**** Source records ****

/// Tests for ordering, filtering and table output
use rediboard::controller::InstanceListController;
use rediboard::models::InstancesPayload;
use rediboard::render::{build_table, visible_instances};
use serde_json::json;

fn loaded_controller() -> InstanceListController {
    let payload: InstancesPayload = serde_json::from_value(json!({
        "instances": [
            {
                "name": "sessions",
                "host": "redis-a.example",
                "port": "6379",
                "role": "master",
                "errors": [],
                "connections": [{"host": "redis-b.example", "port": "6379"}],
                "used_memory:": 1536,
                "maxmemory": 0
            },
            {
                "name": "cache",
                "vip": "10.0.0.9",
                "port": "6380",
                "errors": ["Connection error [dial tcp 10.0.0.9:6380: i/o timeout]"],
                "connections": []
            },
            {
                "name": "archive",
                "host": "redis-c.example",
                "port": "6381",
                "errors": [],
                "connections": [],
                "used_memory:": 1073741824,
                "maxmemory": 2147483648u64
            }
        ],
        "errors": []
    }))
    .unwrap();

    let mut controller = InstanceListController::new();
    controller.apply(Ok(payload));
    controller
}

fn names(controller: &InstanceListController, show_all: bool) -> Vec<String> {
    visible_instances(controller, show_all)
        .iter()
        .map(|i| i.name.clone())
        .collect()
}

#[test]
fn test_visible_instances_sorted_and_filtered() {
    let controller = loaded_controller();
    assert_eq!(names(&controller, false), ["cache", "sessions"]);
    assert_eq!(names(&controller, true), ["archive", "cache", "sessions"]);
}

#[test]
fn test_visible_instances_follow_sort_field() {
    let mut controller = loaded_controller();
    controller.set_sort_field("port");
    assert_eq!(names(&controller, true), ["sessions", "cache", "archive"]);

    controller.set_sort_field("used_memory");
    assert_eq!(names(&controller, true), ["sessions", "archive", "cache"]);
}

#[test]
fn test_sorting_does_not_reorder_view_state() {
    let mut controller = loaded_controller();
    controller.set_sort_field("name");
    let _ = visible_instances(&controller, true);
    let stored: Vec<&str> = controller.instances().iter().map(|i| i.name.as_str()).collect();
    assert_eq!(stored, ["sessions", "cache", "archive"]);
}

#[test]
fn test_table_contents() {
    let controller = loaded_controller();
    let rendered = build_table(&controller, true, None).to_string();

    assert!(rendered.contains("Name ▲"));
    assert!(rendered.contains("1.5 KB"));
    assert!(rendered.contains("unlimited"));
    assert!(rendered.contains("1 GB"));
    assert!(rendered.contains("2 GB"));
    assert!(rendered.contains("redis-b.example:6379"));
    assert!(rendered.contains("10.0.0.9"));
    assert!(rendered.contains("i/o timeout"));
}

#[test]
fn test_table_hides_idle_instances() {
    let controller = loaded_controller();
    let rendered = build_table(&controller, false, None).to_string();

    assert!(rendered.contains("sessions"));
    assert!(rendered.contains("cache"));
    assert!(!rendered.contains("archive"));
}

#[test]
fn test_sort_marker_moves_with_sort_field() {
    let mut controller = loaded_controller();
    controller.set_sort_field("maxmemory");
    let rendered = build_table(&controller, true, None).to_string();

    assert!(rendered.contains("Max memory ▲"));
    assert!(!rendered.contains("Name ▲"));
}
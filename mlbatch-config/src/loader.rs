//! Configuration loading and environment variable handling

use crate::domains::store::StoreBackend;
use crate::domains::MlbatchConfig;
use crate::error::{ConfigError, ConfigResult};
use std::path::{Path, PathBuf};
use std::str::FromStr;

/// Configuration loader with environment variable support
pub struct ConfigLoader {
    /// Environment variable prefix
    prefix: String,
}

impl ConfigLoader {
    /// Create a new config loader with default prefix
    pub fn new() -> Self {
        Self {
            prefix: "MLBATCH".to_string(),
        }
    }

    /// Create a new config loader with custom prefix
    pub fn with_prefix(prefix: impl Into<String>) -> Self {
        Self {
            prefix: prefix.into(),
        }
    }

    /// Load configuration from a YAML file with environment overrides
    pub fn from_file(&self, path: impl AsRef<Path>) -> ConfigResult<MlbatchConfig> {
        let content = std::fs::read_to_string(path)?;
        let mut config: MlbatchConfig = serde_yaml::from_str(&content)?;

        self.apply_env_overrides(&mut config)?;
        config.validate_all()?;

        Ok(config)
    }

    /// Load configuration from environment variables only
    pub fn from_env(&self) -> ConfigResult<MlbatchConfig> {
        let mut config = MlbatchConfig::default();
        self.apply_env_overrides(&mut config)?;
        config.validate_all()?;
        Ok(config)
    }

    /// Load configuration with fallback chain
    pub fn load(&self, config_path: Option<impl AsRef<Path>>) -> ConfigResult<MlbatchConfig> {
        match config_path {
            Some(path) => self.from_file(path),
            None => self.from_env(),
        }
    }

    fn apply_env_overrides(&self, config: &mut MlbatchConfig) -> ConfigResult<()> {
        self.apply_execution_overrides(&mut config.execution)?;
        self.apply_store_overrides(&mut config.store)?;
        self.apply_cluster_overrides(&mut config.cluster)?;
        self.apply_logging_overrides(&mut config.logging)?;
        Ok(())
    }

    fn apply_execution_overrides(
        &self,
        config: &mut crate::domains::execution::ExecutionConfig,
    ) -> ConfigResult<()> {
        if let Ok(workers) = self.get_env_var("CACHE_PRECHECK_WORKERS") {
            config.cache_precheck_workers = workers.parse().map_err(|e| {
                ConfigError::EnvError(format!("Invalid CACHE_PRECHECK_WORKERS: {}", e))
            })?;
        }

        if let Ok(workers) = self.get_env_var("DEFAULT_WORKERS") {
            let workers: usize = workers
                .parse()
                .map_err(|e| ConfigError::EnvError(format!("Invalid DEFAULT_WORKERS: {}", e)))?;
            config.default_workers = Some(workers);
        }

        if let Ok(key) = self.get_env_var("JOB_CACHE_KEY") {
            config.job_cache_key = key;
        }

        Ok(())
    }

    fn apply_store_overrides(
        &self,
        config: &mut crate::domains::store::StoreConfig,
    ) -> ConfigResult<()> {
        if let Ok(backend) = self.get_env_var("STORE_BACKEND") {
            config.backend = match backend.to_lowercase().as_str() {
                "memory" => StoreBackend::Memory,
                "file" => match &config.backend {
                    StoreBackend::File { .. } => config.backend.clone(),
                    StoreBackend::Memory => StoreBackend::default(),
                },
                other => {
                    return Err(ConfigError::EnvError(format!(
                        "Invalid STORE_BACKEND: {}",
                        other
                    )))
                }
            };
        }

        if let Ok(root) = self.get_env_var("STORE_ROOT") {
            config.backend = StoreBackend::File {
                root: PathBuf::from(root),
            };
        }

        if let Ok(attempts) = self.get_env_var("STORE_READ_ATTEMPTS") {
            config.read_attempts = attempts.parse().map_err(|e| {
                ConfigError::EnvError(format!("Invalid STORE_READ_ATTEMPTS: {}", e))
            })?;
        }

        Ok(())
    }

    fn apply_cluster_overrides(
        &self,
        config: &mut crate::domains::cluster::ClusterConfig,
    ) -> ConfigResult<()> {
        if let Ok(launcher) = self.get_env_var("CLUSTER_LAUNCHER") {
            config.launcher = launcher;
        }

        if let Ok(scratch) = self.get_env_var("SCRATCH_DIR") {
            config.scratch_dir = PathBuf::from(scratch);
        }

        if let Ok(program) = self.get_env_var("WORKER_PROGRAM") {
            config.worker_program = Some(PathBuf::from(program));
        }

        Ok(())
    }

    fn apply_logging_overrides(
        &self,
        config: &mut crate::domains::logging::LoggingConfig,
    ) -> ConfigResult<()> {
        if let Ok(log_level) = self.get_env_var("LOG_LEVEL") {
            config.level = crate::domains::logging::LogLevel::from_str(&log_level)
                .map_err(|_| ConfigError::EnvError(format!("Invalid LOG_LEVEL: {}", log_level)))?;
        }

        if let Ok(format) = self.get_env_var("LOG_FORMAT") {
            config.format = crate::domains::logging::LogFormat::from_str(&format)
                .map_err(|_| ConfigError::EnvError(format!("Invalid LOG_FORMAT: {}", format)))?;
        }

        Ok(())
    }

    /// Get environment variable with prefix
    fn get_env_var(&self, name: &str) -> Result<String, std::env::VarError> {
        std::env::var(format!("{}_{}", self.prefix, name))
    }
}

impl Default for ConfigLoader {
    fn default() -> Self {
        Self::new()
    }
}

****

> Requirement
Count lines above with the word "root". Give the number only.

> Answer to the exercise
2